### [What is needed]
Reproduce the records below exactly as shown.
(Source data begins)
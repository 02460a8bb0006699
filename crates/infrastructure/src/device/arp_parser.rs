use mwcheck_domain::{ArpEntry, DomainError, NOT_AVAILABLE};
use quick_xml::events::Event;
use quick_xml::Reader;

const ENTRY_ELEMENT: &[u8] = b"arp-table-entry";
const ADDRESS_ELEMENT: &[u8] = b"ip-address";
const HARDWARE_ELEMENT: &[u8] = b"mac-address";
const INTERFACE_ELEMENT: &[u8] = b"interface-name";

#[derive(Clone, Copy)]
enum EntryField {
    Address,
    Hardware,
    Interface,
}

/// Extracts address-resolution entries from a device reply.
///
/// Sub-field extraction takes the first matching sub-element's trimmed
/// text; a missing or empty sub-field degrades to the `n_a` sentinel.
/// Only a malformed XML envelope is an error.
pub struct ArpResponseParser;

impl ArpResponseParser {
    pub fn parse(xml: &str) -> Result<Vec<ArpEntry>, DomainError> {
        let mut reader = Reader::from_str(xml);
        let mut entries = Vec::new();

        let mut in_entry = false;
        let mut current_field: Option<EntryField> = None;
        let mut address: Option<String> = None;
        let mut hardware: Option<String> = None;
        let mut interface: Option<String> = None;

        loop {
            match reader.read_event() {
                Ok(Event::Start(element)) => {
                    let name = element.local_name();
                    if name.as_ref() == ENTRY_ELEMENT {
                        in_entry = true;
                        address = None;
                        hardware = None;
                        interface = None;
                    } else if in_entry {
                        current_field = match name.as_ref() {
                            ADDRESS_ELEMENT => Some(EntryField::Address),
                            HARDWARE_ELEMENT => Some(EntryField::Hardware),
                            INTERFACE_ELEMENT => Some(EntryField::Interface),
                            _ => None,
                        };
                    }
                }
                Ok(Event::Text(text)) => {
                    if let Some(field) = current_field {
                        let value = text
                            .unescape()
                            .map_err(|e| DomainError::Parse(e.to_string()))?;
                        let value = value.trim();
                        if !value.is_empty() {
                            let slot = match field {
                                EntryField::Address => &mut address,
                                EntryField::Hardware => &mut hardware,
                                EntryField::Interface => &mut interface,
                            };
                            if slot.is_none() {
                                *slot = Some(value.to_string());
                            }
                        }
                    }
                }
                Ok(Event::End(element)) => {
                    if element.local_name().as_ref() == ENTRY_ELEMENT {
                        in_entry = false;
                        let raw_interface =
                            interface.take().unwrap_or_else(|| NOT_AVAILABLE.to_string());
                        entries.push(ArpEntry::new(
                            address.take().unwrap_or_else(|| NOT_AVAILABLE.to_string()),
                            hardware.take().unwrap_or_else(|| NOT_AVAILABLE.to_string()),
                            &raw_interface,
                        ));
                    }
                    current_field = None;
                }
                Ok(Event::Eof) => break,
                Ok(_) => {}
                Err(e) => {
                    return Err(DomainError::Parse(format!(
                        "malformed device response: {e}"
                    )))
                }
            }
        }

        Ok(entries)
    }
}

#[cfg(test)]
mod tests {
    use super::*;

    #[test]
    fn parses_complete_entries() {
        let xml = r#"
            <rpc-reply>
              <arp-table-information xmlns="http://xml.juniper.net/junos/arp">
                <arp-table-entry>
                  <mac-address>aa:bb:cc:dd:ee:01</mac-address>
                  <ip-address>10.0.0.1</ip-address>
                  <interface-name>irb.5 [ge-0/0/1.100]</interface-name>
                </arp-table-entry>
                <arp-table-entry>
                  <mac-address>aa:bb:cc:dd:ee:02</mac-address>
                  <ip-address>10.0.0.2</ip-address>
                  <interface-name>ge-0/0/1.200</interface-name>
                </arp-table-entry>
              </arp-table-information>
            </rpc-reply>"#;

        let entries = ArpResponseParser::parse(xml).unwrap();
        assert_eq!(entries.len(), 2);

        assert_eq!(entries[0].address, "10.0.0.1");
        assert_eq!(entries[0].hardware_address, "aa:bb:cc:dd:ee:01");
        assert_eq!(entries[0].bridge_interface, "irb.5");
        assert_eq!(entries[0].logical_interface, "ge-0/0/1.100");

        assert_eq!(entries[1].bridge_interface, NOT_AVAILABLE);
        assert_eq!(entries[1].logical_interface, "ge-0/0/1.200");
    }

    #[test]
    fn missing_sub_fields_degrade_to_sentinel() {
        let xml = r#"
            <arp-table-information>
              <arp-table-entry>
                <ip-address>10.0.0.3</ip-address>
              </arp-table-entry>
              <arp-table-entry>
                <mac-address></mac-address>
                <ip-address>  </ip-address>
                <interface-name>ge-0/0/2.0</interface-name>
              </arp-table-entry>
            </arp-table-information>"#;

        let entries = ArpResponseParser::parse(xml).unwrap();
        assert_eq!(entries.len(), 2);

        assert_eq!(entries[0].address, "10.0.0.3");
        assert_eq!(entries[0].hardware_address, NOT_AVAILABLE);
        assert_eq!(entries[0].bridge_interface, NOT_AVAILABLE);
        assert_eq!(entries[0].logical_interface, NOT_AVAILABLE);

        assert_eq!(entries[1].address, NOT_AVAILABLE);
        assert_eq!(entries[1].hardware_address, NOT_AVAILABLE);
        assert_eq!(entries[1].logical_interface, "ge-0/0/2.0");
    }

    #[test]
    fn surrounding_text_is_trimmed() {
        let xml = r#"
            <arp-table-entry>
              <ip-address>
                10.0.0.9
              </ip-address>
              <mac-address> aa:bb:cc:dd:ee:09 </mac-address>
              <interface-name>irb.19 [xe-1/0/3.19]</interface-name>
            </arp-table-entry>"#;

        let entries = ArpResponseParser::parse(xml).unwrap();
        assert_eq!(entries[0].address, "10.0.0.9");
        assert_eq!(entries[0].hardware_address, "aa:bb:cc:dd:ee:09");
        assert_eq!(entries[0].bridge_interface, "irb.19");
    }

    #[test]
    fn empty_response_yields_no_entries() {
        let entries = ArpResponseParser::parse("<arp-table-information/>").unwrap();
        assert!(entries.is_empty());
    }

    #[test]
    fn malformed_envelope_is_an_error() {
        let xml = "<arp-table-entry><ip-address>10.0.0.1</mac-address></arp-table-entry>";
        let result = ArpResponseParser::parse(xml);
        assert!(matches!(result, Err(DomainError::Parse(_))));
    }
}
(Source data ends)
### [Answer box]
repository 02460a8bb0006699
filename crates/infrastructure/src/device/arp_parser.rs
use mwcheck_domain::{ArpEntry, DomainError, NOT_AVAILABLE};
use quick_xml::events::Event;
use quick_xml::Reader;

const ENTRY_ELEMENT: &[u8] = b"arp-table-entry";
const ADDRESS_ELEMENT: &[u8] = b"ip-address";
const HARDWARE_ELEMENT: &[u8] = b"mac-address";
const INTERFACE_ELEMENT: &[u8] = b"interface-name";

#[derive(Clone, Copy)]
enum EntryField {
    Address,
    Hardware,
    Interface,
}

/// Extracts address-resolution entries from a device reply.
///
/// Sub-field extraction takes the first matching sub-element's trimmed
/// text; a missing or empty sub-field degrades to the `n_a` sentinel.
/// Only a malformed XML envelope is an error.
pub struct ArpResponseParser;

impl ArpResponseParser {
    pub fn parse(xml: &str) -> Result<Vec<ArpEntry>, DomainError> {
        let mut reader = Reader::from_str(xml);
        let mut entries = Vec::new();

        let mut in_entry = false;
        let mut current_field: Option<EntryField> = None;
        let mut address: Option<String> = None;
        let mut hardware: Option<String> = None;
        let mut interface: Option<String> = None;

        loop {
            match reader.read_event() {
                Ok(Event::Start(element)) => {
                    let name = element.local_name();
                    if name.as_ref() == ENTRY_ELEMENT {
                        in_entry = true;
                        address = None;
                        hardware = None;
                        interface = None;
                    } else if in_entry {
                        current_field = match name.as_ref() {
                            ADDRESS_ELEMENT => Some(EntryField::Address),
                            HARDWARE_ELEMENT => Some(EntryField::Hardware),
                            INTERFACE_ELEMENT => Some(EntryField::Interface),
                            _ => None,
                        };
                    }
                }
                Ok(Event::Text(text)) => {
                    if let Some(field) = current_field {
                        let value = text
                            .unescape()
                            .map_err(|e| DomainError::Parse(e.to_string()))?;
                        let value = value.trim();
                        if !value.is_empty() {
                            let slot = match field {
                                EntryField::Address => &mut address,
                                EntryField::Hardware => &mut hardware,
                                EntryField::Interface => &mut interface,
                            };
                            if slot.is_none() {
                                *slot = Some(value.to_string());
                            }
                        }
                    }
                }
                Ok(Event::End(element)) => {
                    if element.local_name().as_ref() == ENTRY_ELEMENT {
                        in_entry = false;
                        let raw_interface =
                            interface.take().unwrap_or_else(|| NOT_AVAILABLE.to_string());
                        entries.push(ArpEntry::new(
                            address.take().unwrap_or_else(|| NOT_AVAILABLE.to_string()),
                            hardware.take().unwrap_or_else(|| NOT_AVAILABLE.to_string()),
                            &raw_interface,
                        ));
                    }
                    current_field = None;
                }
                Ok(Event::Eof) => break,
                Ok(_) => {}
                Err(e) => {
                    return Err(DomainError::Parse(format!(
                        "malformed device response: {e}"
                    )))
                }
            }
        }

        Ok(entries)
    }
}

#[cfg(test)]
mod tests {
    use super::*;

    #[test]
    fn parses_complete_entries() {
        let xml = r#"
            <rpc-reply>
              <arp-table-information xmlns="http://xml.juniper.net/junos/arp">
                <arp-table-entry>
                  <mac-address>aa:bb:cc:dd:ee:01</mac-address>
                  <ip-address>10.0.0.1</ip-address>
                  <interface-name>irb.5 [ge-0/0/1.100]</interface-name>
                </arp-table-entry>
                <arp-table-entry>
                  <mac-address>aa:bb:cc:dd:ee:02</mac-address>
                  <ip-address>10.0.0.2</ip-address>
                  <interface-name>ge-0/0/1.200</interface-name>
                </arp-table-entry>
              </arp-table-information>
            </rpc-reply>"#;

        let entries = ArpResponseParser::parse(xml).unwrap();
        assert_eq!(entries.len(), 2);

        assert_eq!(entries[0].address, "10.0.0.1");
        assert_eq!(entries[0].hardware_address, "aa:bb:cc:dd:ee:01");
        assert_eq!(entries[0].bridge_interface, "irb.5");
        assert_eq!(entries[0].logical_interface, "ge-0/0/1.100");

        assert_eq!(entries[1].bridge_interface, NOT_AVAILABLE);
        assert_eq!(entries[1].logical_interface, "ge-0/0/1.200");
    }

    #[test]
    fn missing_sub_fields_degrade_to_sentinel() {
        let xml = r#"
            <arp-table-information>
              <arp-table-entry>
                <ip-address>10.0.0.3</ip-address>
              </arp-table-entry>
              <arp-table-entry>
                <mac-address></mac-address>
                <ip-address>  </ip-address>
                <interface-name>ge-0/0/2.0</interface-name>
              </arp-table-entry>
            </arp-table-information>"#;

        let entries = ArpResponseParser::parse(xml).unwrap();
        assert_eq!(entries.len(), 2);

        assert_eq!(entries[0].address, "10.0.0.3");
        assert_eq!(entries[0].hardware_address, NOT_AVAILABLE);
        assert_eq!(entries[0].bridge_interface, NOT_AVAILABLE);
        assert_eq!(entries[0].logical_interface, NOT_AVAILABLE);

        assert_eq!(entries[1].address, NOT_AVAILABLE);
        assert_eq!(entries[1].hardware_address, NOT_AVAILABLE);
        assert_eq!(entries[1].logical_interface, "ge-0/0/2.0");
    }

    #[test]
    fn surrounding_text_is_trimmed() {
        let xml = r#"
            <arp-table-entry>
              <ip-address>
                10.0.0.9
              </ip-address>
              <mac-address> aa:bb:cc:dd:ee:09 </mac-address>
              <interface-name>irb.19 [xe-1/0/3.19]</interface-name>
            </arp-table-entry>"#;

        let entries = ArpResponseParser::parse(xml).unwrap();
        assert_eq!(entries[0].address, "10.0.0.9");
        assert_eq!(entries[0].hardware_address, "aa:bb:cc:dd:ee:09");
        assert_eq!(entries[0].bridge_interface, "irb.19");
    }

    #[test]
    fn empty_response_yields_no_entries() {
        let entries = ArpResponseParser::parse("<arp-table-information/>").unwrap();
        assert!(entries.is_empty());
    }

    #[test]
    fn malformed_envelope_is_an_error() {
        let xml = "<arp-table-entry><ip-address>10.0.0.1</mac-address></arp-table-entry>";
        let result = ArpResponseParser::parse(xml);
        assert!(matches!(result, Err(DomainError::Parse(_))));
    }
}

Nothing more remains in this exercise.